## WORK TO BE COMPLETED
All of the data is to be restated word for word.

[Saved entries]
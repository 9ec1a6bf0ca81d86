pub mod home;
pub mod images;
pub mod json_error;
pub mod system;
pub mod uploads;
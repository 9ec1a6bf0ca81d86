use serde::Serialize;

/// Envelope shared by every JSON response: `{success, data?, message?, error?}`.
#[derive(Debug, Serialize)]
pub struct ApiResponse<T: Serialize> {
    pub success: bool,
    #[serde(skip_serializing_if = "Option::is_none")]
    pub data: Option<T>,
    #[serde(skip_serializing_if = "Option::is_none")]
    pub message: Option<String>,
    #[serde(skip_serializing_if = "Option::is_none")]
    pub error: Option<String>,
}

impl<T: Serialize> ApiResponse<T> {
    pub fn ok(data: T) -> Self {
        ApiResponse {
            success: true,
            data: Some(data),
            message: None,
            error: None,
        }
    }

    pub fn with_message(mut self, message: impl Into<String>) -> Self {
        self.message = Some(message.into());
        self
    }

    pub fn failure_with_data(error: &str, message: impl Into<String>, data: T) -> Self {
        ApiResponse {
            success: false,
            data: Some(data),
            message: Some(message.into()),
            error: Some(error.to_string()),
        }
    }
}

impl ApiResponse<()> {
    pub fn failure(error: &str, message: impl Into<String>) -> Self {
        ApiResponse {
            success: false,
            data: None,
            message: Some(message.into()),
            error: Some(error.to_string()),
        }
    }
}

## TASK ANSWER
repository 9ec1a6bf0ca81d86
pub mod home;
pub mod images;
pub mod json_error;
pub mod system;
pub mod uploads;
repository 9ec1a6bf0ca81d86
use serde::Serialize;

/// Envelope shared by every JSON response: `{success, data?, message?, error?}`.
#[derive(Debug, Serialize)]
pub struct ApiResponse<T: Serialize> {
    pub success: bool,
    #[serde(skip_serializing_if = "Option::is_none")]
    pub data: Option<T>,
    #[serde(skip_serializing_if = "Option::is_none")]
    pub message: Option<String>,
    #[serde(skip_serializing_if = "Option::is_none")]
    pub error: Option<String>,
}

impl<T: Serialize> ApiResponse<T> {
    pub fn ok(data: T) -> Self {
        ApiResponse {
            success: true,
            data: Some(data),
            message: None,
            error: None,
        }
    }

    pub fn with_message(mut self, message: impl Into<String>) -> Self {
        self.message = Some(message.into());
        self
    }

    pub fn failure_with_data(error: &str, message: impl Into<String>, data: T) -> Self {
        ApiResponse {
            success: false,
            data: Some(data),
            message: Some(message.into()),
            error: Some(error.to_string()),
        }
    }
}

impl ApiResponse<()> {
    pub fn failure(error: &str, message: impl Into<String>) -> Self {
        ApiResponse {
            success: false,
            data: None,
            message: Some(message.into()),
            error: Some(error.to_string()),
        }
    }
}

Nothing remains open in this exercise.